[Work request]: Each line of the data below from the one holding "for pool in" to the one holding "let mut conn = pool.acquire().await?;", inclusive, is to be reproduced exactly; no other line belongs in the answer.

*** Opening of Data shown ***

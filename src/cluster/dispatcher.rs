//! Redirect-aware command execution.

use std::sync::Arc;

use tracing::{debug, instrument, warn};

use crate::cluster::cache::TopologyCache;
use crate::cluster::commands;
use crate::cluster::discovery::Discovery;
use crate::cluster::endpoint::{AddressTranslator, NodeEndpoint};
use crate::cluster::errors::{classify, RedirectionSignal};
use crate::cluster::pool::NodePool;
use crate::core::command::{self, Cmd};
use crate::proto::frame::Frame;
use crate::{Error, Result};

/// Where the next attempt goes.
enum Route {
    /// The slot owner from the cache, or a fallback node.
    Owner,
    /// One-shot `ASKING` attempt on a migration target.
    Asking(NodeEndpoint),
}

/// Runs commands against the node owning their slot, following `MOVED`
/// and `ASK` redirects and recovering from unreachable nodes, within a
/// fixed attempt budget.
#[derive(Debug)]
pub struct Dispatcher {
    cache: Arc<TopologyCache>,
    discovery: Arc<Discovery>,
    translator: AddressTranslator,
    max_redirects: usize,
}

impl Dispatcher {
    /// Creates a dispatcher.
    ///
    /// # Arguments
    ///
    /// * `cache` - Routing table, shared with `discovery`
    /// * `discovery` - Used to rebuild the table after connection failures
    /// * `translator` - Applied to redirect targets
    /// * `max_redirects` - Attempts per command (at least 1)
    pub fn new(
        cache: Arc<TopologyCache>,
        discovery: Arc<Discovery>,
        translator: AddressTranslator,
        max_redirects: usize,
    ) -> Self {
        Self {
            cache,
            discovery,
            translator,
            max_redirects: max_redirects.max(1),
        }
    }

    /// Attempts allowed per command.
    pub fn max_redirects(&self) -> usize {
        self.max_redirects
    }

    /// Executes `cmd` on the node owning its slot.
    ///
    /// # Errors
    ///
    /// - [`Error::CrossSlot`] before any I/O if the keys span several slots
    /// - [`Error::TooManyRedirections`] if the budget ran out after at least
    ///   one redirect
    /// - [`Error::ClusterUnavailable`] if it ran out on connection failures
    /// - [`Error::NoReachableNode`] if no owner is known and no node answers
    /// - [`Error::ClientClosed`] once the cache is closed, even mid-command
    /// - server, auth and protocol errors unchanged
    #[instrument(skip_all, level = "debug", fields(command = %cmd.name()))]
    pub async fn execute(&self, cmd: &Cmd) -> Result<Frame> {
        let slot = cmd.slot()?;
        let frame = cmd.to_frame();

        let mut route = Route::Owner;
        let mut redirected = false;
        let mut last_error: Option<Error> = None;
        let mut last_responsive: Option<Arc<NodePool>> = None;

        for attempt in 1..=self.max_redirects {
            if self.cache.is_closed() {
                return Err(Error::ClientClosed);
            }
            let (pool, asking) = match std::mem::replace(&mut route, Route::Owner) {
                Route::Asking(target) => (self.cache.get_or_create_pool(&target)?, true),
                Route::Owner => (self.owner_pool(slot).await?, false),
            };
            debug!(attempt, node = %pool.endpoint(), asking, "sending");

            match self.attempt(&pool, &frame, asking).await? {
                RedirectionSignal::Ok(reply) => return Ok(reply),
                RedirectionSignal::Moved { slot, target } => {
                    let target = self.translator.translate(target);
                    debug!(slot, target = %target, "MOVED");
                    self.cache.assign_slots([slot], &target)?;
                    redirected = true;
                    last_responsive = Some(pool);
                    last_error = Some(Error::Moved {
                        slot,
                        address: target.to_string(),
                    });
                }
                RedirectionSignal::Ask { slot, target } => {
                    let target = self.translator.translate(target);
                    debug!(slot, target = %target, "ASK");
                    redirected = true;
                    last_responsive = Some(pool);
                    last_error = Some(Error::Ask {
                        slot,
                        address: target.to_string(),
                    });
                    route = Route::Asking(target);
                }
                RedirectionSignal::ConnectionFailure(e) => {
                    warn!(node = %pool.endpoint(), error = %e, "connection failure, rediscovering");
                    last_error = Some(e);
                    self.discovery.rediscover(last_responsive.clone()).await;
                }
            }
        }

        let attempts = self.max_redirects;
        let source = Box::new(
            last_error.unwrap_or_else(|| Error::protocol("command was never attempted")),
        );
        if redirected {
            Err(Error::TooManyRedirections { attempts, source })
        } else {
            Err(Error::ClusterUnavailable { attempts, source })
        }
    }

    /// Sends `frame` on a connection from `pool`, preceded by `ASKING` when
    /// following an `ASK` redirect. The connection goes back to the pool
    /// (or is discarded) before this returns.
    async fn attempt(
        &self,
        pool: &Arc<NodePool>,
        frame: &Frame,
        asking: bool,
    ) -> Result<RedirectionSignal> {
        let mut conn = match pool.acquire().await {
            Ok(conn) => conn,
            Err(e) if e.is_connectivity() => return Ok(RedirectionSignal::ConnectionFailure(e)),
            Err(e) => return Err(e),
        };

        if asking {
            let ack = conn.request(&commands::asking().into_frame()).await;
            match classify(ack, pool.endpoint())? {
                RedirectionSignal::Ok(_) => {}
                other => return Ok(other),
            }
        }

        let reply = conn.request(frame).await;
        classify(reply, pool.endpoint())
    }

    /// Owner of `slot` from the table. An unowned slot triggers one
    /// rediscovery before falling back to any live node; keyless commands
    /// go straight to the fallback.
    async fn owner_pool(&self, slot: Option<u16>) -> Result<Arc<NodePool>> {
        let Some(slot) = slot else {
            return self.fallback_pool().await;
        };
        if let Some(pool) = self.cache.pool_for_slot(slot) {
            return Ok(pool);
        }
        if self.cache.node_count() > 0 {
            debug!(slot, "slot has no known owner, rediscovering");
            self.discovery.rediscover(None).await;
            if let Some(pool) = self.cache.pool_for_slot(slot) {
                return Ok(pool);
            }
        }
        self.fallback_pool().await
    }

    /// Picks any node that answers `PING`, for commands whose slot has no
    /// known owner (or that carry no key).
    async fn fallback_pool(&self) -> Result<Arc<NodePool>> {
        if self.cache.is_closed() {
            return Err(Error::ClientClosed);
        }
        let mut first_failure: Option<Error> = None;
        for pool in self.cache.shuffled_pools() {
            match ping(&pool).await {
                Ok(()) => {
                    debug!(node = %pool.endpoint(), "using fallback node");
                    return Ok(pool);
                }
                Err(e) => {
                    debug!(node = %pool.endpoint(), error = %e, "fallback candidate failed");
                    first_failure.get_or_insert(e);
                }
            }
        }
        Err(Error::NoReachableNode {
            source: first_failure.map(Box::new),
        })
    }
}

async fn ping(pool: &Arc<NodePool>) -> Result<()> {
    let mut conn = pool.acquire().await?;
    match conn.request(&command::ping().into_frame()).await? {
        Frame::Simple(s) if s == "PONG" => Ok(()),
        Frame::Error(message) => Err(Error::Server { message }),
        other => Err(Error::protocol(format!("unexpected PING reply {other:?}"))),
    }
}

*** Close of Data shown ***

[Task output]:
        for pool in self.cache.shuffled_pools() {
            match ping(&pool).await {
                Ok(()) => {
                    debug!(node = %pool.endpoint(), "using fallback node");
                    return Ok(pool);
                }
                Err(e) => {
                    debug!(node = %pool.endpoint(), error = %e, "fallback candidate failed");
                    first_failure.get_or_insert(e);
                }
            }
        }
        Err(Error::NoReachableNode {
            source: first_failure.map(Box::new),
        })
    }
}

async fn ping(pool: &Arc<NodePool>) -> Result<()> {
    let mut conn = pool.acquire().await?;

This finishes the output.